Records supplied ▸
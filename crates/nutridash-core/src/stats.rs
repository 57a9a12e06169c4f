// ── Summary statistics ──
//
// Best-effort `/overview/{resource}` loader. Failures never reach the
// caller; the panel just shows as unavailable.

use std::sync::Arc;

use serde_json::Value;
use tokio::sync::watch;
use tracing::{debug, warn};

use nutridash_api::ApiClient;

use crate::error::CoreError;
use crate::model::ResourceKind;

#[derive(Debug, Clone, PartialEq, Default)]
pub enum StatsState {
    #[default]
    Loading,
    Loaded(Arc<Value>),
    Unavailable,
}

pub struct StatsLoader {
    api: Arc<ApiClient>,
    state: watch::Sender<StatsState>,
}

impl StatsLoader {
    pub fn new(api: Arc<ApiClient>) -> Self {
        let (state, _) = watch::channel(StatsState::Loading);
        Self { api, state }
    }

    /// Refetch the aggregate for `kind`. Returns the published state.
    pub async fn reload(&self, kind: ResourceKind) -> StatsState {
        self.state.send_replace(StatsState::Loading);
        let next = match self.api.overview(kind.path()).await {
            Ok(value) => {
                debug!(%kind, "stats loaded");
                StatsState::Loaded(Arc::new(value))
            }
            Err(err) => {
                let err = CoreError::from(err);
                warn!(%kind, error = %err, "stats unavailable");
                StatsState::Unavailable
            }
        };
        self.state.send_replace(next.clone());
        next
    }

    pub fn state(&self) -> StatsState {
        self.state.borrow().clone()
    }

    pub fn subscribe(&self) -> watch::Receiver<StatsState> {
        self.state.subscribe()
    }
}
* * *
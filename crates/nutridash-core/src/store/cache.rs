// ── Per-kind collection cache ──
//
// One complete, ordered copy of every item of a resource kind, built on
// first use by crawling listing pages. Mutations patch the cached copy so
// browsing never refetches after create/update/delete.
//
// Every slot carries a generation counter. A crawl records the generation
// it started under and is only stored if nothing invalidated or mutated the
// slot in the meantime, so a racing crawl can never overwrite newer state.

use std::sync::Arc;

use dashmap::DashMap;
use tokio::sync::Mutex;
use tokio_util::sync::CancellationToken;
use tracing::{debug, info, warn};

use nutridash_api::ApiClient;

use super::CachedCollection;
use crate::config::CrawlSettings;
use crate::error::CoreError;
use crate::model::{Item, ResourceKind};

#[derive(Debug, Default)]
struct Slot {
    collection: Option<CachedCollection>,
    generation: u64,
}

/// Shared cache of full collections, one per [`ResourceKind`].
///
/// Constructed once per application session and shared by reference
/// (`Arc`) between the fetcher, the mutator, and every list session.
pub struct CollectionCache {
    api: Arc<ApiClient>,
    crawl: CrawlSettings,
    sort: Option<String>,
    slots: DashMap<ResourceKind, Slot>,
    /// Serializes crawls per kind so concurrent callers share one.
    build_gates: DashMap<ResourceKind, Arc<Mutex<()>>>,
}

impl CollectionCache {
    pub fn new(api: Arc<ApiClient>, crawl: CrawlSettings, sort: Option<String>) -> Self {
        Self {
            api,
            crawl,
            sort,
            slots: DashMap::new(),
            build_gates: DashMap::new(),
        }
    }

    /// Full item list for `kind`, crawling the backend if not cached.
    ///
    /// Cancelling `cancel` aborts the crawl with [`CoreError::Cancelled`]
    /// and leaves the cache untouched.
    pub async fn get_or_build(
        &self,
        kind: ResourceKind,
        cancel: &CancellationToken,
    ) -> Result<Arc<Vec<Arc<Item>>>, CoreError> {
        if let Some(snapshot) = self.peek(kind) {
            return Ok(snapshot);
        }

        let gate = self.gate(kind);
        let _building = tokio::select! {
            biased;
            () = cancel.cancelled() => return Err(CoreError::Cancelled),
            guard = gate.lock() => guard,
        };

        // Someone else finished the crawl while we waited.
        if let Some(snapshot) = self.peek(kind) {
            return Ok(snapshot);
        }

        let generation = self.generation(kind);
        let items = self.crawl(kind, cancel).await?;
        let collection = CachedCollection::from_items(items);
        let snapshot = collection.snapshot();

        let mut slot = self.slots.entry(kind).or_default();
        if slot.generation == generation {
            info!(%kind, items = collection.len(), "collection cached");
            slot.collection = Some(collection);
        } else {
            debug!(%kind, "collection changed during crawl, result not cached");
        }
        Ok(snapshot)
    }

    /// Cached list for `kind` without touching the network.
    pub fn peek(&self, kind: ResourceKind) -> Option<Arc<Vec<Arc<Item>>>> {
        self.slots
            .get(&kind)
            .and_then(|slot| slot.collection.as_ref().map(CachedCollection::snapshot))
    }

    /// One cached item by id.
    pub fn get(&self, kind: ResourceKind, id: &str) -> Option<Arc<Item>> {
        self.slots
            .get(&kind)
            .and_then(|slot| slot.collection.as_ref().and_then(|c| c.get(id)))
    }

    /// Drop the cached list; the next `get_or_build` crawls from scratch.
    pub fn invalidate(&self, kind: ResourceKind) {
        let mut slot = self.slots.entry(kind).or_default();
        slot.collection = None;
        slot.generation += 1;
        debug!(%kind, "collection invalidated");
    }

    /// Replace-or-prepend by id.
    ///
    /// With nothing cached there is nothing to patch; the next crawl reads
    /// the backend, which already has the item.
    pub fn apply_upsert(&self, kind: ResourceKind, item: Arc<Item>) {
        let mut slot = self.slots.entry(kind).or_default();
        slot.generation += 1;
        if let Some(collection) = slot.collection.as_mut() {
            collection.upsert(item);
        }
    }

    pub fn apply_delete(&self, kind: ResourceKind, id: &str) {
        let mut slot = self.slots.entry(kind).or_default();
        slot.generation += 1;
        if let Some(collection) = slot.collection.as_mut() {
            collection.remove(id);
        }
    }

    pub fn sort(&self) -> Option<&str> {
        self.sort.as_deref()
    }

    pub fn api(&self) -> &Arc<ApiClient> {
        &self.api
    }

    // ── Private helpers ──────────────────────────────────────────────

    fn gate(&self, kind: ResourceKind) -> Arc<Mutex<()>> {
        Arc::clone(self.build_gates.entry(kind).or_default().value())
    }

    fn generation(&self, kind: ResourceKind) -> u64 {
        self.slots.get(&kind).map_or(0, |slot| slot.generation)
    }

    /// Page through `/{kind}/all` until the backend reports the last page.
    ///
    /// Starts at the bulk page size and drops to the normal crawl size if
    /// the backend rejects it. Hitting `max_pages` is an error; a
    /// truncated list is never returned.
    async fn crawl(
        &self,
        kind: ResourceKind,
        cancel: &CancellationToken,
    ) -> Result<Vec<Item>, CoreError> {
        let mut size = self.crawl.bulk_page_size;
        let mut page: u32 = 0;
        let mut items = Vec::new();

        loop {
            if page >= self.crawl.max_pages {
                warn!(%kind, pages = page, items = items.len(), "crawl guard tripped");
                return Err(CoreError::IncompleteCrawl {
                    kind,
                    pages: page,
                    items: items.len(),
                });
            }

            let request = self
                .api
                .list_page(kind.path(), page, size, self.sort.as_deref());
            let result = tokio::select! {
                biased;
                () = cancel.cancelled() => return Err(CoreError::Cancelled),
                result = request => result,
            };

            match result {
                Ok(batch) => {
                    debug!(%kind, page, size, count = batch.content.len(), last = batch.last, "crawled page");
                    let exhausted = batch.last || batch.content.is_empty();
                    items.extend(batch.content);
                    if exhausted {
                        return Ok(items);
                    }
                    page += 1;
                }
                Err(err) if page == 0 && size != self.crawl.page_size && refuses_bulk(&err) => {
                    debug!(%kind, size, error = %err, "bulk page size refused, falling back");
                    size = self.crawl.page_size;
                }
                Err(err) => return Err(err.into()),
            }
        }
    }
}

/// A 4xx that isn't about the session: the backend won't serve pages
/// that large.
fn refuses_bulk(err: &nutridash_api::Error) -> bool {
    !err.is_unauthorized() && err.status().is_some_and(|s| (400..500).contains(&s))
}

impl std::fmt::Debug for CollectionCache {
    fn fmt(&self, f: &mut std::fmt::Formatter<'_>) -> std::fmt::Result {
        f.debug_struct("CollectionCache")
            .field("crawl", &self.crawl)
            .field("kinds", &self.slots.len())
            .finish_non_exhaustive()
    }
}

Work request ▸ From the entries above, print the lines beginning at the one with "overwrite newer state." and stopping after the one with "use super::CachedCollection;", exactly as written and with nothing else.

Exercise result ▸
// slot in the meantime, so a racing crawl can never overwrite newer state.

use std::sync::Arc;

use dashmap::DashMap;
use tokio::sync::Mutex;
use tokio_util::sync::CancellationToken;
use tracing::{debug, info, warn};

use nutridash_api::ApiClient;

use super::CachedCollection;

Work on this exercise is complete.